First blog post

First blog post

This site is for those interested in all forms of dissent in early modern Europe. I hope those interested in political, religious, cultural or other forms of dissent during the period will feel free to post their thoughts, ideas, questions, samples of work in progress, bibliographic suggestions, and anything else they feel would be appropriate for the site. To start it off, I will post here a short excerpt from work in progress on Italian Renaissance origins of Freemasonry (more on this subject can be found at my page at Academia.edu, using the rubric “James Ward Berkeley” in the search box). I hope others will feel free also to post here their work-in-progress for feedback, comments, and suggestions.

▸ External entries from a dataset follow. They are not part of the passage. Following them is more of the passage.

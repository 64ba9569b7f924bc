//! In-process catalog store
//!
//! Tables live in ordered maps behind one `tokio::sync::Mutex`. A transaction
//! holds the lock for its whole lifetime and works on a private copy of the
//! tables, so transactions are serialised and a dropped transaction leaves
//! no trace.

use async_trait::async_trait;
use std::collections::{BTreeMap, BTreeSet};
use std::sync::Arc;
use tokio::sync::{Mutex, OwnedMutexGuard};

use super::{CatalogStore, CatalogTx, NewAssignment, StoreError, StoreResult};
use crate::models::{
    AssignmentDetail, Domain, DomainAssignment, DomainWithPfam, Organism, OrganismFields, Pfam,
    Protein,
};

#[derive(Debug, Clone, Default)]
struct Tables {
    organisms: BTreeMap<i64, Organism>,
    proteins: BTreeMap<String, Protein>,
    pfams: BTreeMap<String, Pfam>,
    domains: BTreeMap<i64, Domain>,
    assignments: BTreeMap<i64, DomainAssignment>,
    next_organism_id: i64,
    next_domain_id: i64,
    next_assignment_id: i64,
}

impl Tables {
    fn next_id(counter: &mut i64) -> i64 {
        *counter += 1;
        *counter
    }

    fn organism_key_taken(&self, key: &OrganismFields, except: Option<i64>) -> bool {
        self.organisms
            .values()
            .any(|o| Some(o.id) != except && o.matches(key))
    }

    fn remove_assignments_where(&mut self, pred: impl Fn(&DomainAssignment) -> bool) {
        self.assignments.retain(|_, a| !pred(a));
    }

    fn remove_protein(&mut self, protein_id: &str) -> bool {
        if self.proteins.remove(protein_id).is_none() {
            return false;
        }
        self.remove_assignments_where(|a| a.protein_id == protein_id);
        true
    }

    fn taxa_protein_ids(&self, taxa_id: i32) -> BTreeSet<String> {
        self.proteins
            .values()
            .filter(|p| {
                self.organisms
                    .get(&p.organism_id)
                    .is_some_and(|o| o.taxa_id == Some(taxa_id))
            })
            .map(|p| p.protein_id.clone())
            .collect()
    }
}

/// Catalog store kept entirely in memory
#[derive(Debug, Clone, Default)]
pub struct MemoryCatalogStore {
    tables: Arc<Mutex<Tables>>,
}

impl MemoryCatalogStore {
    pub fn new() -> Self {
        Self::default()
    }
}

#[async_trait]
impl CatalogStore for MemoryCatalogStore {
    async fn begin(&self) -> StoreResult<Box<dyn CatalogTx>> {
        let guard = self.tables.clone().lock_owned().await;
        let working = guard.clone();
        Ok(Box::new(MemoryTx { guard, working }))
    }

    async fn health_check(&self) -> StoreResult<()> {
        Ok(())
    }
}

struct MemoryTx {
    guard: OwnedMutexGuard<Tables>,
    working: Tables,
}

#[async_trait]
impl CatalogTx for MemoryTx {
    async fn find_organism(&mut self, key: &OrganismFields) -> StoreResult<Option<Organism>> {
        Ok(self
            .working
            .organisms
            .values()
            .find(|o| o.matches(key))
            .cloned())
    }

    async fn get_organism(&mut self, id: i64) -> StoreResult<Option<Organism>> {
        Ok(self.working.organisms.get(&id).cloned())
    }

    async fn insert_organism(&mut self, fields: &OrganismFields) -> StoreResult<Organism> {
        if self.working.organism_key_taken(fields, None) {
            return Err(StoreError::unique("organism", organism_key(fields)));
        }
        let id = Tables::next_id(&mut self.working.next_organism_id);
        let organism = Organism {
            id,
            taxa_id: fields.taxa_id,
            clade: fields.clade.clone(),
            genus: fields.genus.clone(),
            species: fields.species.clone(),
        };
        self.working.organisms.insert(id, organism.clone());
        Ok(organism)
    }

    async fn update_organism(&mut self, id: i64, fields: &OrganismFields) -> StoreResult<Organism> {
        if !self.working.organisms.contains_key(&id) {
            return Err(StoreError::missing("organism", id.to_string()));
        }
        if self.working.organism_key_taken(fields, Some(id)) {
            return Err(StoreError::unique("organism", organism_key(fields)));
        }
        let organism = Organism {
            id,
            taxa_id: fields.taxa_id,
            clade: fields.clade.clone(),
            genus: fields.genus.clone(),
            species: fields.species.clone(),
        };
        self.working.organisms.insert(id, organism.clone());
        Ok(organism)
    }

    async fn list_organisms(&mut self) -> StoreResult<Vec<Organism>> {
        Ok(self.working.organisms.values().cloned().collect())
    }

    async fn delete_organism(&mut self, id: i64) -> StoreResult<bool> {
        if self.working.organisms.remove(&id).is_none() {
            return Ok(false);
        }
        let orphaned: Vec<String> = self
            .working
            .proteins
            .values()
            .filter(|p| p.organism_id == id)
            .map(|p| p.protein_id.clone())
            .collect();
        for protein_id in orphaned {
            self.working.remove_protein(&protein_id);
        }
        Ok(true)
    }

    async fn get_protein(&mut self, protein_id: &str) -> StoreResult<Option<Protein>> {
        Ok(self.working.proteins.get(protein_id).cloned())
    }

    async fn insert_protein(&mut self, protein: &Protein) -> StoreResult<Protein> {
        if self.working.proteins.contains_key(&protein.protein_id) {
            return Err(StoreError::unique("protein", &protein.protein_id));
        }
        if !self.working.organisms.contains_key(&protein.organism_id) {
            return Err(StoreError::missing("protein", &protein.protein_id));
        }
        self.working
            .proteins
            .insert(protein.protein_id.clone(), protein.clone());
        Ok(protein.clone())
    }

    async fn update_protein(&mut self, protein: &Protein) -> StoreResult<Protein> {
        if !self.working.organisms.contains_key(&protein.organism_id) {
            return Err(StoreError::missing("protein", &protein.protein_id));
        }
        match self.working.proteins.get_mut(&protein.protein_id) {
            Some(row) => {
                *row = protein.clone();
                Ok(protein.clone())
            },
            None => Err(StoreError::missing("protein", &protein.protein_id)),
        }
    }

    async fn delete_protein(&mut self, protein_id: &str) -> StoreResult<bool> {
        Ok(self.working.remove_protein(protein_id))
    }

    async fn list_proteins(&mut self, limit: i64, offset: i64) -> StoreResult<Vec<Protein>> {
        let skip = usize::try_from(offset).unwrap_or(0);
        let take = usize::try_from(limit).unwrap_or(0);
        Ok(self
            .working
            .proteins
            .values()
            .skip(skip)
            .take(take)
            .cloned()
            .collect())
    }

    async fn count_proteins(&mut self) -> StoreResult<i64> {
        Ok(self.working.proteins.len() as i64)
    }

    async fn list_proteins_by_taxa(&mut self, taxa_id: i32) -> StoreResult<Vec<Protein>> {
        let ids = self.working.taxa_protein_ids(taxa_id);
        Ok(ids
            .iter()
            .filter_map(|id| self.working.proteins.get(id).cloned())
            .collect())
    }

    async fn get_pfam(&mut self, domain_id: &str) -> StoreResult<Option<Pfam>> {
        Ok(self.working.pfams.get(domain_id).cloned())
    }

    async fn insert_pfam(&mut self, pfam: &Pfam) -> StoreResult<Pfam> {
        if self.working.pfams.contains_key(&pfam.domain_id) {
            return Err(StoreError::unique("pfam", &pfam.domain_id));
        }
        self.working
            .pfams
            .insert(pfam.domain_id.clone(), pfam.clone());
        Ok(pfam.clone())
    }

    async fn first_domain_for_pfam(&mut self, pfam_id: &str) -> StoreResult<Option<Domain>> {
        Ok(self
            .working
            .domains
            .values()
            .find(|d| d.pfam_id.as_deref() == Some(pfam_id))
            .cloned())
    }

    async fn insert_domain(
        &mut self,
        domain_description: &str,
        pfam_id: Option<&str>,
    ) -> StoreResult<Domain> {
        if let Some(pfam_id) = pfam_id {
            if !self.working.pfams.contains_key(pfam_id) {
                return Err(StoreError::missing("domain", pfam_id));
            }
        }
        let id = Tables::next_id(&mut self.working.next_domain_id);
        let domain = Domain {
            id,
            domain_description: domain_description.to_string(),
            pfam_id: pfam_id.map(str::to_string),
        };
        self.working.domains.insert(id, domain.clone());
        Ok(domain)
    }

    async fn set_domain_descriptions_for_pfam(
        &mut self,
        pfam_id: &str,
        domain_description: &str,
    ) -> StoreResult<u64> {
        let mut updated = 0;
        for domain in self
            .working
            .domains
            .values_mut()
            .filter(|d| d.pfam_id.as_deref() == Some(pfam_id))
        {
            domain.domain_description = domain_description.to_string();
            updated += 1;
        }
        Ok(updated)
    }

    async fn list_domains_by_taxa(&mut self, taxa_id: i32) -> StoreResult<Vec<DomainWithPfam>> {
        let proteins = self.working.taxa_protein_ids(taxa_id);
        let domain_ids: BTreeSet<i64> = self
            .working
            .assignments
            .values()
            .filter(|a| proteins.contains(&a.protein_id))
            .map(|a| a.domain_id)
            .collect();

        Ok(domain_ids
            .into_iter()
            .filter_map(|id| self.working.domains.get(&id))
            .map(|domain| {
                let pfam = domain
                    .pfam_id
                    .as_ref()
                    .and_then(|p| self.working.pfams.get(p));
                DomainWithPfam {
                    id: domain.id,
                    pfam_id: pfam.map(|p| p.domain_id.clone()),
                    pfam_description: pfam.map(|p| p.domain_description.clone()),
                }
            })
            .collect())
    }

    async fn find_assignment(
        &mut self,
        new: &NewAssignment,
    ) -> StoreResult<Option<DomainAssignment>> {
        Ok(self
            .working
            .assignments
            .values()
            .find(|a| same_assignment(a, new))
            .cloned())
    }

    async fn insert_assignment(&mut self, new: &NewAssignment) -> StoreResult<DomainAssignment> {
        if self
            .working
            .assignments
            .values()
            .any(|a| same_assignment(a, new))
        {
            return Err(StoreError::unique("domain assignment", new.key()));
        }
        if !self.working.proteins.contains_key(&new.protein_id)
            || !self.working.domains.contains_key(&new.domain_id)
        {
            return Err(StoreError::missing("domain assignment", new.key()));
        }
        let id = Tables::next_id(&mut self.working.next_assignment_id);
        let assignment = DomainAssignment {
            id,
            protein_id: new.protein_id.clone(),
            domain_id: new.domain_id,
            start_pos: new.start_pos,
            end_pos: new.end_pos,
        };
        self.working.assignments.insert(id, assignment.clone());
        Ok(assignment)
    }

    async fn list_assignment_details(
        &mut self,
        protein_id: &str,
    ) -> StoreResult<Vec<AssignmentDetail>> {
        let mut details = Vec::new();
        for assignment in self
            .working
            .assignments
            .values()
            .filter(|a| a.protein_id == protein_id)
        {
            let Some(domain) = self.working.domains.get(&assignment.domain_id) else {
                continue;
            };
            let pfam = domain
                .pfam_id
                .as_ref()
                .and_then(|p| self.working.pfams.get(p));
            details.push(AssignmentDetail {
                id: assignment.id,
                domain_id: domain.id,
                domain_description: domain.domain_description.clone(),
                pfam_id: pfam.map(|p| p.domain_id.clone()),
                pfam_description: pfam.map(|p| p.domain_description.clone()),
                start_pos: assignment.start_pos,
                end_pos: assignment.end_pos,
            });
        }
        Ok(details)
    }

    async fn commit(self: Box<Self>) -> StoreResult<()> {
        let MemoryTx { mut guard, working } = *self;
        *guard = working;
        Ok(())
    }
}

fn organism_key(fields: &OrganismFields) -> String {
    let taxa = fields
        .taxa_id
        .map(|t| t.to_string())
        .unwrap_or_else(|| "null".to_string());
    format!(
        "({}, {}, {}, {})",
        taxa, fields.clade, fields.genus, fields.species
    )
}

fn same_assignment(row: &DomainAssignment, new: &NewAssignment) -> bool {
    row.protein_id == new.protein_id
        && row.domain_id == new.domain_id
        && row.start_pos == new.start_pos
        && row.end_pos == new.end_pos
}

On dissident networks in Renaissance Italy: Our study of non-conforming companies such as the Compagnia della Cazzuola and those others mentioned by Plaisance, Simons and Kornell suggests that many of the academies generally considered by scholars to be primarily purely intellectual or cultural in nature may have in fact also had a hidden political agenda, if not explicitly, then at least in their firm commitment to maintaining the traditions of free discourse and debate which had characterized, at least ideally, the academies of the fifteenth-century, not to mention their classical antecedents, and that they viewed this mission as perhaps even more important than the discovery of new knowledge for its own sake as their fundamental reason for being.
This would, of course, have been highly displeasing to those authorities of church and state determined to control, if not eliminate entirely, the free exchange of ideas which, in their view, presented a threat to their hegemony and their consolidation of power over the Italian peninsula, that is, the Spanish and their Imperial allies.
In a study we are currently preparing, we argue that many of these non-conforming academies were in fact part of a loose network of religious and political dissenters, spread throughout Europe, many of whom were actually Masonic organizations in the full modern sense of the term, years before most scholars consider such organizations to have arisen.